▶ _TO DO_: All lines from the one with "Self::new(Duration::from_secs(5))" to the end of the data: return those exactly, and only those.

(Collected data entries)
━━━━━━━━━━━━━━━━━━━━

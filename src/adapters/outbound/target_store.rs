//! Target Store
//!
//! In-memory map of discovered jobs, keyed by (namespace, job identifier).
//!
//! Every read and write goes through one coarse lock so a snapshot never
//! observes a half-applied pod event.

use crate::domain::entities::TargetRecord;
use crate::domain::value_objects::JobKey;
use parking_lot::Mutex;
use std::collections::BTreeMap;
use std::net::IpAddr;

/// Records keyed by job identity, iterated in key order.
pub type TargetMap = BTreeMap<JobKey, TargetRecord>;

/// Lock-guarded store of discovered targets.
#[derive(Default)]
pub struct TargetStore {
    records: Mutex<TargetMap>,
}

impl TargetStore {
    /// Create an empty store.
    pub fn new() -> Self {
        Self::default()
    }

    /// Register a job seen in a pod event. Returns true if it was new.
    pub fn record_pod_observation(&self, namespace: &str, job_id: &str) -> bool {
        let key = JobKey::new(namespace, job_id);
        let mut records = self.records.lock();
        if records.contains_key(&key) {
            return false;
        }
        records.insert(key, TargetRecord::new(namespace, job_id));
        tracing::debug!("tracking job {}/{}", namespace, job_id);
        true
    }

    /// Set the addresses of a known job. Returns false if the job is unknown.
    pub fn record_addresses(
        &self,
        namespace: &str,
        job_id: &str,
        primary: IpAddr,
        secondaries: Vec<IpAddr>,
    ) -> bool {
        let mut records = self.records.lock();
        match records.get_mut(&JobKey::new(namespace, job_id)) {
            Some(record) => {
                record.primary = Some(primary);
                record.secondaries = secondaries;
                true
            }
            None => false,
        }
    }

    /// Forget every job in a namespace. Returns the number removed.
    pub fn remove_namespace(&self, namespace: &str) -> usize {
        let mut records = self.records.lock();
        let before = records.len();
        records.retain(|key, _| key.namespace != namespace);
        let removed = before - records.len();

        if removed > 0 {
            tracing::info!("deleting namespace {} ({} jobs)", namespace, removed);
        }
        removed
    }

    /// Point-in-time copy of every record.
    pub fn snapshot(&self) -> Vec<TargetRecord> {
        self.records.lock().values().cloned().collect()
    }

    /// Records still waiting for a primary address.
    pub fn pending_lookups(&self) -> Vec<TargetRecord> {
        self.records
            .lock()
            .values()
            .filter(|r| !r.has_primary())
            .cloned()
            .collect()
    }

    /// Run `f` while holding the store lock.
    pub fn with_lock<R>(&self, f: impl FnOnce(&TargetMap) -> R) -> R {
        let records = self.records.lock();
        f(&records)
    }

    pub fn len(&self) -> usize {
        self.records.lock().len()
    }

    pub fn is_empty(&self) -> bool {
        self.records.lock().is_empty()
    }
}

#[cfg(test)]
mod tests {
    use super::*;

    fn ip(s: &str) -> IpAddr {
        s.parse().unwrap()
    }

    #[test]
    fn test_record_pod_observation_is_idempotent() {
        let store = TargetStore::new();
        assert!(store.record_pod_observation("ci-ln-a", "h1"));
        assert!(!store.record_pod_observation("ci-ln-a", "h1"));
        assert_eq!(store.len(), 1);
    }

    #[test]
    fn test_observation_keeps_learned_addresses() {
        let store = TargetStore::new();
        store.record_pod_observation("ci-ln-a", "h1");
        store.record_addresses("ci-ln-a", "h1", ip("10.0.0.4"), vec![ip("10.0.0.5")]);
        store.record_pod_observation("ci-ln-a", "h1");

        let snapshot = store.snapshot();
        assert_eq!(snapshot[0].primary, Some(ip("10.0.0.4")));
    }

    #[test]
    fn test_record_addresses_unknown_job() {
        let store = TargetStore::new();
        assert!(!store.record_addresses("ci-ln-a", "h1", ip("10.0.0.4"), vec![]));
        assert!(store.is_empty());
    }

    #[test]
    fn test_record_addresses() {
        let store = TargetStore::new();
        store.record_pod_observation("ci-ln-a", "h1");
        assert!(store.record_addresses(
            "ci-ln-a",
            "h1",
            ip("10.0.0.4"),
            vec![ip("10.0.0.4"), ip("10.0.0.5")]
        ));

        let record = &store.snapshot()[0];
        assert_eq!(record.primary, Some(ip("10.0.0.4")));
        assert_eq!(record.secondaries, vec![ip("10.0.0.4"), ip("10.0.0.5")]);
    }

    #[test]
    fn test_remove_namespace() {
        let store = TargetStore::new();
        store.record_pod_observation("ci-ln-a", "h1");
        store.record_pod_observation("ci-ln-a", "h2");
        store.record_pod_observation("ci-ln-b", "h1");

        assert_eq!(store.remove_namespace("ci-ln-a"), 2);
        assert_eq!(store.len(), 1);
        assert_eq!(store.remove_namespace("ci-ln-a"), 0);
        assert_eq!(store.remove_namespace("missing"), 0);
    }

    #[test]
    fn test_snapshot_is_detached_and_ordered() {
        let store = TargetStore::new();
        store.record_pod_observation("ci-ln-b", "h1");
        store.record_pod_observation("ci-ln-a", "h1");

        let snapshot = store.snapshot();
        store.remove_namespace("ci-ln-a");

        let namespaces: Vec<&str> = snapshot.iter().map(|r| r.namespace.as_str()).collect();
        assert_eq!(namespaces, vec!["ci-ln-a", "ci-ln-b"]);
        assert_eq!(store.len(), 1);
    }

    #[test]
    fn test_pending_lookups() {
        let store = TargetStore::new();
        store.record_pod_observation("ci-ln-a", "h1");
        store.record_pod_observation("ci-ln-b", "h1");
        store.record_addresses("ci-ln-a", "h1", ip("10.0.0.4"), vec![]);

        let pending = store.pending_lookups();
        assert_eq!(pending.len(), 1);
        assert_eq!(pending[0].namespace, "ci-ln-b");
    }

    #[test]
    fn test_with_lock() {
        let store = TargetStore::new();
        store.record_pod_observation("ci-ln-a", "h1");
        let count = store.with_lock(|records| records.len());
        assert_eq!(count, 1);
    }

    #[test]
    fn test_concurrent_observations() {
        let store = std::sync::Arc::new(TargetStore::new());
        let handles: Vec<_> = (0..8)
            .map(|n| {
                let store = store.clone();
                std::thread::spawn(move || {
                    for job in 0..50 {
                        store.record_pod_observation(&format!("ci-ln-{}", n % 2), &format!("h{}", job));
                    }
                })
            })
            .collect();
        for handle in handles {
            handle.join().unwrap();
        }
        assert_eq!(store.len(), 100);
    }
}
//! System Host Resolver
//!
//! Implements HostResolver with the operating system resolver.

use crate::domain::errors::ResolveError;
use crate::domain::ports::HostResolver;
use async_trait::async_trait;
use std::net::IpAddr;
use std::time::Duration;

/// Resolver backed by `getaddrinfo` through tokio.
pub struct SystemHostResolver {
    timeout: Duration,
}

impl SystemHostResolver {
    pub fn new(timeout: Duration) -> Self {
        Self { timeout }
    }

    /// Wildcard names cannot be looked up directly; probe a concrete label.
    pub fn lookup_name(host: &str) -> String {
        match host.strip_prefix('*') {
            Some(rest) => format!("test{}", rest),
            None => host.to_string(),
        }
    }
}

impl Default for SystemHostResolver {
    fn default() -> Self {
        Self::new(Duration::from_secs(5))
    }
}

#[async_trait]
impl HostResolver for SystemHostResolver {
    async fn resolve(&self, host: &str) -> Result<Vec<IpAddr>, ResolveError> {
        let name = Self::lookup_name(host);
        tracing::debug!("checking host {}", name);

        let addrs = tokio::time::timeout(self.timeout, tokio::net::lookup_host((name.as_str(), 0)))
            .await
            .map_err(|_| ResolveError::new(&name, "lookup timed out"))?
            .map_err(|e| ResolveError::new(&name, e))?;

        let mut ips: Vec<IpAddr> = Vec::new();
        for addr in addrs {
            if !ips.contains(&addr.ip()) {
                ips.push(addr.ip());
            }
        }
        tracing::debug!("{} resolved to {:?}", name, ips);
        Ok(ips)
    }
}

━━━━━━━━━━━━━━━━━━━━

▶ _RESULT OF THIS TASK_:
        Self::new(Duration::from_secs(5))
    }
}

#[async_trait]
impl HostResolver for SystemHostResolver {
    async fn resolve(&self, host: &str) -> Result<Vec<IpAddr>, ResolveError> {
        let name = Self::lookup_name(host);
        tracing::debug!("checking host {}", name);

        let addrs = tokio::time::timeout(self.timeout, tokio::net::lookup_host((name.as_str(), 0)))
            .await
            .map_err(|_| ResolveError::new(&name, "lookup timed out"))?
            .map_err(|e| ResolveError::new(&name, e))?;

        let mut ips: Vec<IpAddr> = Vec::new();
        for addr in addrs {
            if !ips.contains(&addr.ip()) {
                ips.push(addr.ip());
            }
        }
        tracing::debug!("{} resolved to {:?}", name, ips);
        Ok(ips)
    }
}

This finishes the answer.